** Problem to work on **
Look through the material and copy each line holding "Json".

»»

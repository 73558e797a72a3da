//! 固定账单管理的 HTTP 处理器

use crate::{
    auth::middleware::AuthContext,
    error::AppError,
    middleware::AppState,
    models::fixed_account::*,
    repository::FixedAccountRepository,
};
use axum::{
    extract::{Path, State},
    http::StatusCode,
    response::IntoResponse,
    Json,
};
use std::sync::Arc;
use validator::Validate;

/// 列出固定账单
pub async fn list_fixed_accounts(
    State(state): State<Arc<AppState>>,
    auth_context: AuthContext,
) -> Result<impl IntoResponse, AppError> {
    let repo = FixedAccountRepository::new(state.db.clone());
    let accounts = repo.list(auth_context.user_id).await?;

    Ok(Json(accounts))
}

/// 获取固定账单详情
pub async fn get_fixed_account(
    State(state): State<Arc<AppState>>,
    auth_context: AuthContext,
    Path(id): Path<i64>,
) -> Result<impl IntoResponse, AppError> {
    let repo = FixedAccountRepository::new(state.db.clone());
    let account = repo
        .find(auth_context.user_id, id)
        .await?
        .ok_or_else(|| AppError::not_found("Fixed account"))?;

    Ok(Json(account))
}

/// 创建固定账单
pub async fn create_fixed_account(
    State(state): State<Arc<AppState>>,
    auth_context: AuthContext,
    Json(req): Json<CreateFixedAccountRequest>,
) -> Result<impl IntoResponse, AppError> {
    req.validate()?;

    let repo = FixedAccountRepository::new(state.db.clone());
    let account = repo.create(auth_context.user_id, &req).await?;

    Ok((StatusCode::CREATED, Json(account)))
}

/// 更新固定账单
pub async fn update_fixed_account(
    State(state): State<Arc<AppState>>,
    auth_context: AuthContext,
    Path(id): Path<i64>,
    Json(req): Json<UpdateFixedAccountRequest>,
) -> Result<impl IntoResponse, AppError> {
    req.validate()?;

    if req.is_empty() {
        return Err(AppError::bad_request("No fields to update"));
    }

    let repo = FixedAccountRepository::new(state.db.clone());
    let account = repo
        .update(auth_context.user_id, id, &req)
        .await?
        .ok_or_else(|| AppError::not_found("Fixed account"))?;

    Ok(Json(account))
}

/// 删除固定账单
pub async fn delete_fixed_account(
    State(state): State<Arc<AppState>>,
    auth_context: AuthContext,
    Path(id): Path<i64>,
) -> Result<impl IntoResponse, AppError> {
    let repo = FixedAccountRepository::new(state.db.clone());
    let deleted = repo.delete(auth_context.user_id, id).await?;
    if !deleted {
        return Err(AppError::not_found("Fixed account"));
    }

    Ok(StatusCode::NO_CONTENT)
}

««

** Solution to the problem **
    Json,
    Ok(Json(accounts))
    Ok(Json(account))
    Json(req): Json<CreateFixedAccountRequest>,
    Ok((StatusCode::CREATED, Json(account)))
    Json(req): Json<UpdateFixedAccountRequest>,
    Ok(Json(account))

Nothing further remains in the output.